Bangalore (Inde) - There's some history under our feet
BANGALORE: There's some history under our feet
It City Bengaluru could have many of its pre-historic remains lying intact, buried in the red earth layer sandwiched between rock beds in Jalahalli, North Bangalore. Researchers fear that many of these are exposed and yet to be protected.
According to A Sunder, a research archaeologist from North Karnataka, this region is rich in reserves of remains dating to the Megalithic (1,000-700 BC) and earlier Mesolithic (5,000-3,000 BC) ages.
"I have not been to this area. But, there is an old collection of some of their tools excavated by KRU Todd, that are preserved at the British museum in London. However, I am not too sure if there has been any excavation in recent times to unearth these tools and preserve them,'' he told The Times of India on Tuesday, on the sidelines of a two-day conference on `History of Bangalore'.
He said the areas are rich in the menhir style of burials, where a single site could yield a cluster of such tools. "They may be found in the hundreds, yet remain barely noticeable due to their small size. Some, like the crescent, are just 8 mm long and 2-3 mm wide. At many places, these tools may be embedded 50cm to 1m below ground level, or even be visible on the surface," Sunder explained. These tools are made of rock crystal and white quartz.
The real history of Bengaluru still survives on hypotheses. One theory dates back to 890 AD, encompassing a busy village area between Madiwala and Begur, that flourished among `Benge' (red sandalwood) trees -- these could have also given the city its name. Even the Fort area was formed only in the 1500s.
"But much of that old Bengaluru is now lost. We have nothing remaining of it, except the Someshwara temple at Madiwala that was built by the Chola dynasty. Even the Benge trees are now a rarity in the city,'' observed M G Manjunath, Kannada professor at Mysore University. He presented a detailed paper on the `Origin of Bengaluru', as part of a two-day seminar on history, archaeology and culture of Bangalore organised by the directorate of archaeology and museums. Over 100 research papers are slotted to be presented at the event, being held in the city for the first time since its inception in 2004.

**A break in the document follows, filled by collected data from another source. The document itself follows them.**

//! Response subsystem.
//!
//! # Data Flow
//! ```text
//! RawResponse
//!     → handler.rs validate (MIME type, error statuses)
//!     → handler.rs decode (codec.rs, charset from content type)
//!     → QueryResponse or SolrError::{MimeMismatch, Remote}
//! ```

pub mod codec;
pub mod handler;

pub use codec::{JsonCodec, QueryResponse, ResponseCodec};
pub use handler::ResponseHandler;
//! Single server strategy.

use std::sync::Arc;

use crate::client::query::SolrQuery;
use crate::client::server::SolrServer;
use crate::load_balancer::LoadBalancer;

/// Always returns the same server, regardless of health.
#[derive(Debug, Clone)]
pub struct SingleServer {
    server: Arc<SolrServer>,
}

impl SingleServer {
    pub fn new(server: SolrServer) -> Self {
        Self {
            server: Arc::new(server),
        }
    }
}

impl LoadBalancer for SingleServer {
    fn select_server(&self, _query: &SolrQuery) -> Option<Arc<SolrServer>> {
        Some(self.server.clone())
    }

    fn servers(&self) -> Vec<Arc<SolrServer>> {
        vec![self.server.clone()]
    }
}
//! solr-query: run one query against a Solr cluster and print the response.
//!
//! ```text
//! solr-query --config client.toml -q 'title:rust' --rows 5
//! solr-query --server http://localhost:8983/solr/core1 -q '*:*' --fq 'type:book'
//! ```
//!
//! Servers given on the command line replace those from the config file.

use clap::Parser;
use std::path::PathBuf;

use solr_async_client::config::{load_config, ClientConfig};
use solr_async_client::observability::logging::init_logging;
use solr_async_client::observability::metrics::init_metrics;
use solr_async_client::{SolrClient, SolrQuery};

#[derive(Parser)]
#[command(name = "solr-query")]
#[command(about = "Query a Solr cluster through the load balanced client", long_about = None)]
struct Cli {
    /// Client configuration file (TOML)
    #[arg(short, long)]
    config: Option<PathBuf>,

    /// Solr base URL; repeat for several servers
    #[arg(short, long = "server")]
    servers: Vec<String>,

    /// Query string (q)
    #[arg(short, long, default_value = "*:*")]
    query: String,

    #[arg(long)]
    rows: Option<u32>,

    #[arg(long)]
    start: Option<u32>,

    /// Request handler path, e.g. /browse
    #[arg(long)]
    handler: Option<String>,

    /// Filter query (fq); repeatable
    #[arg(long)]
    fq: Vec<String>,

    /// Extra parameter as key=value; repeatable
    #[arg(short, long = "param", value_parser = parse_param)]
    params: Vec<(String, String)>,
}

fn parse_param(s: &str) -> Result<(String, String), String> {
    match s.split_once('=') {
        Some((k, v)) if !k.is_empty() => Ok((k.to_string(), v.to_string())),
        _ => Err(format!("expected key=value, got '{s}'")),
    }
}

impl Cli {
    fn to_query(&self) -> SolrQuery {
        let mut query = SolrQuery::new(self.query.as_str());
        if let Some(rows) = self.rows {
            query = query.rows(rows);
        }
        if let Some(start) = self.start {
            query = query.start(start);
        }
        if let Some(handler) = &self.handler {
            query = query.request_handler(handler.as_str());
        }
        for fq in &self.fq {
            query = query.filter_query(fq.as_str());
        }
        for (k, v) in &self.params {
            query = query.add(k.as_str(), v.as_str());
        }
        query
    }
}

#[tokio::main]
async fn main() -> Result<(), Box<dyn std::error::Error>> {
    let cli = Cli::parse();

    let mut config = match &cli.config {
        Some(path) => load_config(path)?,
        None => ClientConfig::default(),
    };
    if !cli.servers.is_empty() {
        config.servers = cli.servers.clone();
    }

    init_logging(&config.observability.log_level);

    if config.observability.metrics_enabled {
        match config.observability.metrics_address.parse() {
            Ok(addr) => init_metrics(addr),
            Err(_) => tracing::error!(
                metrics_address = %config.observability.metrics_address,
                "Failed to parse metrics address"
            ),
        }
    }

    let client = SolrClient::from_config(&config)?;
    let result = client.query(cli.to_query()).await;
    client.shutdown();

    let response = result?;
    tracing::info!(
        num_found = ?response.num_found(),
        qtime = ?response.qtime(),
        "Query complete"
    );
    println!("{}", serde_json::to_string_pretty(response.body())?);
    Ok(())
}
//! Query context: the query plus the history of failed attempts.

use std::fmt::Write as _;
use std::sync::Arc;
use std::time::Duration;

use crate::client::query::SolrQuery;
use crate::client::server::SolrServer;
use crate::error::SolrError;

/// One failed attempt.
#[derive(Debug, Clone)]
pub struct FailedRequest {
    pub server: Arc<SolrServer>,
    pub duration: Duration,
    pub error: SolrError,
}

impl FailedRequest {
    pub fn new(server: Arc<SolrServer>, duration: Duration, error: SolrError) -> Self {
        Self {
            server,
            duration,
            error,
        }
    }
}

/// Immutable accumulator threaded through the retry loop.
///
/// Failures are kept in attempt order. [`QueryContext::append`] returns a
/// new context; the receiver keeps its history.
#[derive(Debug, Clone)]
pub struct QueryContext {
    query: Arc<SolrQuery>,
    failed_requests: Arc<[FailedRequest]>,
}

impl QueryContext {
    pub fn new(query: SolrQuery) -> Self {
        Self {
            query: Arc::new(query),
            failed_requests: Arc::from(Vec::new()),
        }
    }

    pub fn query(&self) -> &SolrQuery {
        &self.query
    }

    /// Failed attempts, oldest first.
    pub fn failed_requests(&self) -> &[FailedRequest] {
        &self.failed_requests
    }

    pub fn has_failures(&self) -> bool {
        !self.failed_requests.is_empty()
    }

    /// Servers that already failed for this query, oldest first.
    pub fn failed_servers(&self) -> impl Iterator<Item = &Arc<SolrServer>> {
        self.failed_requests.iter().map(|f| &f.server)
    }

    /// Context with `failed` appended to the history.
    pub fn append(&self, failed: FailedRequest) -> QueryContext {
        let mut history = Vec::with_capacity(self.failed_requests.len() + 1);
        history.extend_from_slice(&self.failed_requests);
        history.push(failed);
        QueryContext {
            query: self.query.clone(),
            failed_requests: Arc::from(history),
        }
    }

    /// Bulleted, one entry per failed attempt; multi-line errors are
    /// indented under their bullet.
    pub fn failure_report(&self) -> String {
        let mut report = String::new();
        for (i, f) in self.failed_requests.iter().enumerate() {
            if i > 0 {
                report.push('\n');
            }
            let error = f.error.to_string();
            let mut lines = error.lines().filter(|l| !l.trim().is_empty());
            let _ = write!(
                report,
                "- {} failed after {}ms: {}",
                f.server,
                f.duration.as_millis(),
                lines.next().unwrap_or_default()
            );
            // Continuation lines of a multi-line error stay under their bullet.
            for line in lines {
                let _ = write!(report, "\n  {line}");
            }
        }
        report
    }

    /// Terminal error for an exhausted load balancer.
    pub fn no_server_available(&self) -> SolrError {
        if self.has_failures() {
            SolrError::NoServerAvailable(format!(
                "No solr server available, failed requests:\n{}",
                self.failure_report()
            ))
        } else {
            SolrError::NoServerAvailable("No solr server available.".to_string())
        }
    }
}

When contacted, BBMP forest officials also admitted to the diminishing number of Benge trees. "We find them nowhere in the city limits now. But we are replenishing them through farms elsewhere. Last year, we planted 1,000 Benge trees in Yelahanka,'' they said.
The seminar is being held in the city for the first time, but none of the ministers invited for it turned up for the inauguration ceremony at the Mythic Society.